Meta-Learning for Low Resource NMT

Meta-Learning for Low

Resource NMT

Introduction

● Historically Statistical Translation

● Neural Machine Translation recently outperforms

● Statistical Models outperformed translations on low resource language pairs

NMT Previous Work

Single Task Mixed Datasets

Monolingual Corpora

Direct Transfer Learning

Meta Learning in NMT

Improve on direct transfer learning by better fine-tuning

Danish

FrenchSpanish

Polish

Portuguese

Italian

17 High-Resource Languages 4 Low-resource Languages

Turkish

Romanian Latvian

Finnish

MAML for NMT

Danish

FrenchSpanish

Polish

Portuguese

Italian

17 High-Resource Languages 4 Low-resource Languages

Turkish

Romanian Latvian

Finnish

Meta-train on these!

Meta-test on these!

e.g.
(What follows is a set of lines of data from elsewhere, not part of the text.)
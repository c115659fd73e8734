//! Stock taken by orders and given back on cancellation.
//!
//! Checkout records every counter it decrements in `shop.order_line_stock`,
//! one row per product or variant. Cancelling replays those rows instead
//! of re-deriving them from the catalog, which may have changed since: a
//! combo can be re-composed and a variant can be regenerated away.
//!
//! A row remembers which kind of counter it came from. When its variant
//! has been deleted the units are lost with it; they never fall through
//! to the parent product.

use sqlx::PgConnection;

use crate::{OrderId, OrderLineId, ProductId, VariantId};

/// The counter units were taken from.
#[derive(Debug, Clone, Copy, PartialEq, Eq)]
pub enum StockSource {
    /// A product without variants, sold alone or inside a combo.
    Product(ProductId),
    /// One variant of a product.
    Variant {
        product_id: ProductId,
        variant_id: VariantId,
    },
}

/// Units taken from one counter for one order line.
#[derive(Debug, Clone, Copy, PartialEq, Eq)]
pub struct StockTake {
    pub source: StockSource,
    pub quantity: i32,
}

impl StockTake {
    #[must_use]
    pub const fn new(source: StockSource, quantity: i32) -> Self {
        Self { source, quantity }
    }

    const fn product_id(&self) -> ProductId {
        match self.source {
            StockSource::Product(product_id) | StockSource::Variant { product_id, .. } => product_id,
        }
    }

    const fn variant_id(&self) -> Option<VariantId> {
        match self.source {
            StockSource::Product(_) => None,
            StockSource::Variant { variant_id, .. } => Some(variant_id),
        }
    }
}

/// Take units from the counter. `false` when there are too few.
///
/// The update is guarded (`stock >= qty`), so concurrent checkouts can
/// never drive a counter negative.
///
/// # Errors
///
/// Returns the database error if the update fails.
pub async fn take(conn: &mut PgConnection, take: StockTake) -> Result<bool, sqlx::Error> {
    let result = match take.source {
        StockSource::Product(product_id) => {
            sqlx::query(
                "UPDATE shop.product SET stock = stock - $2, updated_at = NOW() \
                 WHERE id = $1 AND stock >= $2",
            )
            .bind(product_id)
            .bind(take.quantity)
            .execute(conn)
            .await?
        }
        StockSource::Variant { variant_id, .. } => {
            sqlx::query("UPDATE shop.variant SET stock = stock - $2 WHERE id = $1 AND stock >= $2")
                .bind(variant_id)
                .bind(take.quantity)
                .execute(conn)
                .await?
        }
    };
    Ok(result.rows_affected() == 1)
}

/// Remember what a line took.
///
/// # Errors
///
/// Returns the database error if an insert fails.
pub async fn record(
    conn: &mut PgConnection,
    order_line_id: OrderLineId,
    takes: &[StockTake],
) -> Result<(), sqlx::Error> {
    for take in takes {
        sqlx::query(
            "INSERT INTO shop.order_line_stock \
             (order_line_id, product_id, variant_id, from_variant, quantity) \
             VALUES ($1, $2, $3, $4, $5)",
        )
        .bind(order_line_id)
        .bind(take.product_id())
        .bind(take.variant_id())
        .bind(take.variant_id().is_some())
        .bind(take.quantity)
        .execute(&mut *conn)
        .await?;
    }
    Ok(())
}

/// Put back everything an order took.
///
/// Variant units go to the variant if it still exists. Product units go to
/// the product unless it has variants by now, since such a product sells
/// from its variants only.
///
/// # Errors
///
/// Returns the database error if an update fails.
pub async fn restore(conn: &mut PgConnection, order_id: OrderId) -> Result<(), sqlx::Error> {
    sqlx::query(
        "UPDATE shop.variant v SET stock = v.stock + s.qty \
         FROM (SELECT s.variant_id, SUM(s.quantity) AS qty \
               FROM shop.order_line_stock s JOIN shop.order_line l ON l.id = s.order_line_id \
               WHERE l.order_id = $1 AND s.from_variant AND s.variant_id IS NOT NULL \
               GROUP BY s.variant_id) s \
         WHERE v.id = s.variant_id",
    )
    .bind(order_id)
    .execute(&mut *conn)
    .await?;

    sqlx::query(
        "UPDATE shop.product p SET stock = p.stock + s.qty, updated_at = NOW() \
         FROM (SELECT s.product_id, SUM(s.quantity) AS qty \
               FROM shop.order_line_stock s JOIN shop.order_line l ON l.id = s.order_line_id \
               WHERE l.order_id = $1 AND NOT s.from_variant AND s.product_id IS NOT NULL \
               GROUP BY s.product_id) s \
         WHERE p.id = s.product_id \
           AND NOT EXISTS (SELECT 1 FROM shop.variant v WHERE v.product_id = p.id)",
    )
    .bind(order_id)
    .execute(&mut *conn)
    .await?;

    Ok(())
}

#[cfg(test)]
mod tests {
    use super::*;

    #[test]
    fn test_take_columns() {
        let plain = StockTake::new(StockSource::Product(ProductId::new(3)), 2);
        assert_eq!(plain.product_id(), ProductId::new(3));
        assert_eq!(plain.variant_id(), None);

        let variant = StockTake::new(
            StockSource::Variant {
                product_id: ProductId::new(3),
                variant_id: VariantId::new(8),
            },
            1,
        );
        assert_eq!(variant.product_id(), ProductId::new(3));
        assert_eq!(variant.variant_id(), Some(VariantId::new(8)));
    }
}
//! Core value types for Jouwwinkel.

pub mod email;
pub mod id;
pub mod price;
pub mod slug;
pub mod status;

pub use email::{Email, EmailError};
pub use id::*;
pub use price::{CurrencyCode, Price, round_money};
pub use slug::{Slug, SlugError};
pub use status::*;
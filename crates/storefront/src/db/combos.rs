//! Combo (bundle) queries.

use sqlx::{PgExecutor, PgPool};

use jouwwinkel_core::ComboId;
use jouwwinkel_core::models::{Combo, ComboItem};

use super::RepositoryError;

macro_rules! combo_select {
    () => {
        "SELECT id, name, slug, description, image_url, price, is_active, created_at, updated_at FROM shop.combo"
    };
}

/// Repository for combo pages.
pub struct ComboRepository<'a> {
    pool: &'a PgPool,
}

impl<'a> ComboRepository<'a> {
    /// Create a new combo repository.
    #[must_use]
    pub const fn new(pool: &'a PgPool) -> Self {
        Self { pool }
    }

    /// Active combos, newest first.
    ///
    /// # Errors
    ///
    /// Returns `RepositoryError::Database` if the query fails.
    pub async fn list_active(&self) -> Result<Vec<Combo>, RepositoryError> {
        let rows = sqlx::query_as::<_, Combo>(concat!(
            combo_select!(),
            " WHERE is_active ORDER BY created_at DESC"
        ))
        .fetch_all(self.pool)
        .await?;
        Ok(rows)
    }

    /// Get an active combo by slug.
    ///
    /// # Errors
    ///
    /// Returns `RepositoryError::Database` if the query fails.
    pub async fn by_slug(&self, slug: &str) -> Result<Option<Combo>, RepositoryError> {
        let row = sqlx::query_as::<_, Combo>(concat!(
            combo_select!(),
            " WHERE slug = $1 AND is_active"
        ))
        .bind(slug)
        .fetch_optional(self.pool)
        .await?;
        Ok(row)
    }

    /// Component rows of one combo.
    ///
    /// # Errors
    ///
    /// Returns `RepositoryError::Database` if the query fails.
    pub async fn items(&self, combo_id: ComboId) -> Result<Vec<ComboItem>, RepositoryError> {
        items_for(self.pool, &[combo_id]).await
    }
}

/// Combos by ID, active or not.
///
/// # Errors
///
/// Returns `RepositoryError::Database` if the query fails.
pub async fn combos_by_ids<'e, E>(executor: E, ids: &[ComboId]) -> Result<Vec<Combo>, RepositoryError>
where
    E: PgExecutor<'e>,
{
    if ids.is_empty() {
        return Ok(Vec::new());
    }
    let raw: Vec<i32> = ids.iter().map(ComboId::as_i32).collect();
    let rows = sqlx::query_as::<_, Combo>(concat!(combo_select!(), " WHERE id = ANY($1)"))
        .bind(raw)
        .fetch_all(executor)
        .await?;
    Ok(rows)
}

/// Component rows for several combos.
///
/// # Errors
///
/// Returns `RepositoryError::Database` if the query fails.
pub async fn items_for<'e, E>(executor: E, ids: &[ComboId]) -> Result<Vec<ComboItem>, RepositoryError>
where
    E: PgExecutor<'e>,
{
    if ids.is_empty() {
        return Ok(Vec::new());
    }
    let raw: Vec<i32> = ids.iter().map(ComboId::as_i32).collect();
    let rows = sqlx::query_as::<_, ComboItem>(
        "SELECT combo_id, product_id, quantity FROM shop.combo_item \
         WHERE combo_id = ANY($1) ORDER BY combo_id, product_id",
    )
    .bind(raw)
    .fetch_all(executor)
    .await?;
    Ok(rows)
}
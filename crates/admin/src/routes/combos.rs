//! Combo management: bundle details and component products.

use askama::Template;
use askama_web::WebTemplate;
use axum::{
    Form,
    extract::{Path, State},
    http::StatusCode,
    response::{IntoResponse, Redirect, Response},
};
use rust_decimal::Decimal;
use serde::Deserialize;
use tower_sessions::Session;
use tracing::instrument;

use jouwwinkel_core::models::Combo;
use jouwwinkel_core::validation::ValidationErrors;
use jouwwinkel_core::{ComboId, Price, ProductId};

use crate::db::{ComboInput, ComboItemRow, ComboRepository, ComboRow, ProductRepository, RepositoryError};
use crate::error::AppError;
use crate::filters;
use crate::middleware::RequireWriter;
use crate::models::Flash;
use crate::routes::context::{PageContext, set_flash};
use crate::routes::forms::{capitalise, conflict_on, image_url};
use crate::state::AppState;

const MAX_NAME_LENGTH: usize = 200;
const MAX_DESCRIPTION_LENGTH: usize = 5_000;
const MAX_ITEM_QUANTITY: i32 = 99;

#[derive(Debug, Clone, Default, Deserialize)]
pub struct ComboForm {
    #[serde(default)]
    pub name: String,
    #[serde(default)]
    pub slug: String,
    #[serde(default)]
    pub description: String,
    #[serde(default)]
    pub image_url: String,
    #[serde(default)]
    pub price: String,
    pub is_active: Option<String>,
}

impl ComboForm {
    fn from_combo(combo: &Combo) -> Self {
        Self {
            name: combo.name.clone(),
            slug: combo.slug.clone(),
            description: combo.description.clone(),
            image_url: combo.image_url.clone().unwrap_or_default(),
            price: combo.price.to_string(),
            is_active: combo.is_active.then(|| "on".to_owned()),
        }
    }

    #[must_use]
    pub const fn active(&self) -> bool {
        self.is_active.is_some()
    }

    /// # Errors
    ///
    /// Returns the collected field errors.
    pub fn validate(&self) -> Result<ComboInput, ValidationErrors> {
        let mut errors = ValidationErrors::new();
        let name = errors.text("name", &self.name, MAX_NAME_LENGTH, true);
        let slug = errors.slug("slug", &self.slug, &name);
        let description = errors.text("description", &self.description, MAX_DESCRIPTION_LENGTH, false);
        let image_url = image_url(&mut errors, "image_url", &self.image_url);
        let price = errors.money("price", &self.price, false);

        errors.into_result(ComboInput {
            name,
            slug,
            description,
            image_url,
            price,
            is_active: self.active(),
        })
    }
}

/// One row of the combo table.
pub struct ComboRowView {
    pub id: i32,
    pub name: String,
    pub price: String,
    pub regular_total: String,
    pub item_count: i64,
    pub is_active: bool,
}

impl From<&ComboRow> for ComboRowView {
    fn from(row: &ComboRow) -> Self {
        Self {
            id: row.combo.id.as_i32(),
            name: row.combo.name.clone(),
            price: Price::eur(row.combo.price).to_string(),
            regular_total: Price::eur(row.regular_total).to_string(),
            item_count: row.item_count,
            is_active: row.combo.is_active,
        }
    }
}

pub struct ComboItemView {
    pub product_id: i32,
    pub product_name: String,
    pub quantity: i32,
    pub price: String,
    pub stock: i32,
}

impl From<&ComboItemRow> for ComboItemView {
    fn from(item: &ComboItemRow) -> Self {
        Self {
            product_id: item.product_id.as_i32(),
            product_name: item.product_name.clone(),
            quantity: item.quantity,
            price: Price::eur(item.price).to_string(),
            stock: item.stock,
        }
    }
}

pub struct ProductChoice {
    pub id: i32,
    pub name: String,
}

#[derive(Template, WebTemplate)]
#[template(path = "combos/index.html")]
pub struct CombosIndexTemplate {
    pub ctx: PageContext,
    pub combos: Vec<ComboRowView>,
}

#[derive(Template, WebTemplate)]
#[template(path = "combos/form.html")]
pub struct ComboFormTemplate {
    pub ctx: PageContext,
    /// `None` while creating.
    pub combo_id: Option<i32>,
    pub form: ComboForm,
    pub errors: ValidationErrors,
    pub items: Vec<ComboItemView>,
    /// Sum of the component prices at one combo.
    pub regular_total: String,
    pub products: Vec<ProductChoice>,
    pub max_quantity: i32,
}

impl ComboFormTemplate {
    fn new(ctx: PageContext, combo_id: Option<i32>, form: ComboForm, errors: ValidationErrors) -> Self {
        Self {
            ctx,
            combo_id,
            form,
            errors,
            items: Vec::new(),
            regular_total: Price::eur(Decimal::ZERO).to_string(),
            products: Vec::new(),
            max_quantity: MAX_ITEM_QUANTITY,
        }
    }
}

/// The edit page with the component table and the product picker.
async fn edit_page(
    state: &AppState,
    ctx: PageContext,
    id: ComboId,
    form: ComboForm,
    errors: ValidationErrors,
) -> Result<ComboFormTemplate, AppError> {
    let pool = state.pool();
    let items = ComboRepository::new(pool).items(id).await?;
    let products = ProductRepository::new(pool).all().await?;

    let regular_total: Decimal = items
        .iter()
        .map(|item| item.price * Decimal::from(item.quantity))
        .sum();

    Ok(ComboFormTemplate {
        items: items.iter().map(ComboItemView::from).collect(),
        regular_total: Price::eur(regular_total).to_string(),
        products: products
            .iter()
            .filter(|p| p.is_active)
            .map(|p| ProductChoice {
                id: p.id.as_i32(),
                name: p.name.clone(),
            })
            .collect(),
        ..ComboFormTemplate::new(ctx, Some(id.as_i32()), form, errors)
    })
}

/// GET /combos
#[instrument(skip_all)]
pub async fn index(State(state): State<AppState>, ctx: PageContext) -> Result<CombosIndexTemplate, AppError> {
    let rows = ComboRepository::new(state.pool()).list().await?;
    Ok(CombosIndexTemplate {
        ctx,
        combos: rows.iter().map(ComboRowView::from).collect(),
    })
}

/// GET /combos/new
pub async fn new_combo(ctx: PageContext) -> ComboFormTemplate {
    let form = ComboForm {
        is_active: Some("on".to_owned()),
        ..ComboForm::default()
    };
    ComboFormTemplate::new(ctx, None, form, ValidationErrors::new())
}

/// Create a combo; components are added on its edit page.
///
/// POST /combos
#[instrument(skip(state, session, ctx, admin, form), fields(admin_id = %admin.id))]
pub async fn create(
    State(state): State<AppState>,
    session: Session,
    RequireWriter(admin): RequireWriter,
    ctx: PageContext,
    Form(form): Form<ComboForm>,
) -> Result<Response, AppError> {
    let errors = match form.validate() {
        Ok(input) => match ComboRepository::new(state.pool()).create(&input).await {
            Ok(combo) => {
                tracing::info!(combo_id = %combo.id, "Combo created");
                set_flash(
                    &session,
                    Flash::success(format!("{} created; now add its products", combo.name)),
                )
                .await?;
                return Ok(Redirect::to(&format!("/combos/{}", combo.id)).into_response());
            }
            Err(e) => conflict_on("slug", e)?,
        },
        Err(errors) => errors,
    };
    let page = ComboFormTemplate::new(ctx, None, form, errors);
    Ok((StatusCode::UNPROCESSABLE_ENTITY, page).into_response())
}

/// GET /combos/{id}
#[instrument(skip(state, ctx))]
pub async fn edit(
    State(state): State<AppState>,
    ctx: PageContext,
    Path(id): Path<i32>,
) -> Result<ComboFormTemplate, AppError> {
    let combo = ComboRepository::new(state.pool())
        .get(ComboId::new(id))
        .await?
        .ok_or_else(|| AppError::NotFound("Combo".to_owned()))?;
    let form = ComboForm::from_combo(&combo);
    edit_page(&state, ctx, combo.id, form, ValidationErrors::new()).await
}

/// POST /combos/{id}
#[instrument(skip(state, session, ctx, admin, form), fields(admin_id = %admin.id))]
pub async fn update(
    State(state): State<AppState>,
    session: Session,
    RequireWriter(admin): RequireWriter,
    ctx: PageContext,
    Path(id): Path<i32>,
    Form(form): Form<ComboForm>,
) -> Result<Response, AppError> {
    let combo_id = ComboId::new(id);
    let errors = match form.validate() {
        Ok(input) => match ComboRepository::new(state.pool()).update(combo_id, &input).await {
            Ok(_) => {
                set_flash(&session, Flash::success("Combo saved")).await?;
                return Ok(Redirect::to(&format!("/combos/{id}")).into_response());
            }
            Err(e) => conflict_on("slug", e)?,
        },
        Err(errors) => errors,
    };
    let page = edit_page(&state, ctx, combo_id, form, errors).await?;
    Ok((StatusCode::UNPROCESSABLE_ENTITY, page).into_response())
}

/// POST /combos/{id}/delete
#[instrument(skip(state, session, admin), fields(admin_id = %admin.id))]
pub async fn delete(
    State(state): State<AppState>,
    session: Session,
    RequireWriter(admin): RequireWriter,
    Path(id): Path<i32>,
) -> Result<Redirect, AppError> {
    ComboRepository::new(state.pool()).delete(ComboId::new(id)).await?;
    tracing::info!(combo_id = id, "Combo deleted");
    set_flash(&session, Flash::success("Combo deleted")).await?;
    Ok(Redirect::to("/combos"))
}

#[derive(Debug, Deserialize)]
pub struct ItemForm {
    pub product_id: i32,
    #[serde(default)]
    pub quantity: String,
}

impl ItemForm {
    /// # Errors
    ///
    /// Returns the quantity error.
    pub fn quantity(&self) -> Result<i32, ValidationErrors> {
        let mut errors = ValidationErrors::new();
        let quantity = errors.optional_int("quantity", &self.quantity, 1).unwrap_or(1);
        if quantity > MAX_ITEM_QUANTITY {
            errors.add("quantity", format!("At most {MAX_ITEM_QUANTITY} of one product"));
        }
        errors.into_result(quantity)
    }
}

/// Add a product to the combo, or change its quantity.
///
/// POST /combos/{id}/items
#[instrument(skip(state, session, admin), fields(admin_id = %admin.id))]
pub async fn set_item(
    State(state): State<AppState>,
    session: Session,
    RequireWriter(admin): RequireWriter,
    Path(id): Path<i32>,
    Form(form): Form<ItemForm>,
) -> Result<Redirect, AppError> {
    let flash = match form.quantity() {
        Ok(quantity) => match ComboRepository::new(state.pool())
            .set_item(ComboId::new(id), ProductId::new(form.product_id), quantity)
            .await
        {
            Ok(()) => Flash::success("Combo products updated"),
            Err(RepositoryError::Conflict(message)) => Flash::error(capitalise(&message)),
            Err(e) => return Err(e.into()),
        },
        Err(errors) => Flash::error(errors.messages().join(" ")),
    };
    set_flash(&session, flash).await?;
    Ok(Redirect::to(&format!("/combos/{id}")))
}

/// POST /combos/{id}/items/{product_id}/delete
#[instrument(skip(state, session, admin), fields(admin_id = %admin.id))]
pub async fn remove_item(
    State(state): State<AppState>,
    session: Session,
    RequireWriter(admin): RequireWriter,
    Path((id, product_id)): Path<(i32, i32)>,
) -> Result<Redirect, AppError> {
    ComboRepository::new(state.pool())
        .remove_item(ComboId::new(id), ProductId::new(product_id))
        .await?;
    set_flash(&session, Flash::success("Product removed from the combo")).await?;
    Ok(Redirect::to(&format!("/combos/{id}")))
}

#[cfg(test)]
#[allow(clippy::unwrap_used)]
mod tests {
    use super::*;

    #[test]
    fn test_combo_form() {
        let form = ComboForm {
            name: "Ontbijtset".to_owned(),
            price: "39.00".to_owned(),
            ..ComboForm::default()
        };
        let input = form.validate().unwrap();
        assert_eq!(input.slug, "ontbijtset");
        assert_eq!(input.price, Decimal::new(39, 0));
        assert!(!input.is_active);

        let free = ComboForm {
            price: "0".to_owned(),
            ..form
        };
        assert!(free.validate().unwrap_err().get("price").is_some());
    }

    #[test]
    fn test_item_quantity() {
        let item = |quantity: &str| ItemForm {
            product_id: 1,
            quantity: quantity.to_owned(),
        };
        assert_eq!(item("").quantity().unwrap(), 1);
        assert_eq!(item("3").quantity().unwrap(), 3);
        assert!(item("0").quantity().is_err());
        assert!(item("100").quantity().is_err());
    }
}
Spanish English

e.g. Turkish English

Note: they simulate low-resource by sub-sampling

Gradient Update

Meta-Gradient Update

Gradient Update

1st-order Approximate Meta-Gradient Update

Meta-Gradient Update

Issue: Meta-train and meta-test input spaces should match!

Meta-train

Meta-test

En un lugar de la mancha, de cuyo nombre no puedo...

In some place in the Mancha, whose name...

Benim adım kırmızı... My name is Red…

Spanish Word Embeddings

Turkish Word Embeddings

Spanish Embedding for nombre

Turkish embedding

for adım

Trained independently

Universal Lexical Representation

English Word Embeddings

French Word Embeddings

Word embeddings trained independently on monolingual corpora

English Word Embeddings

French Word Embeddings

Word embeddings trained independently on monolingual corpora

Universal Embedding Values

Universal Embedding Keys

Universal Embedding Keys(transposed)

nombre

Transformation Matrix

Key: We represent “nombre” as a linearcombination of tokens in the ULR!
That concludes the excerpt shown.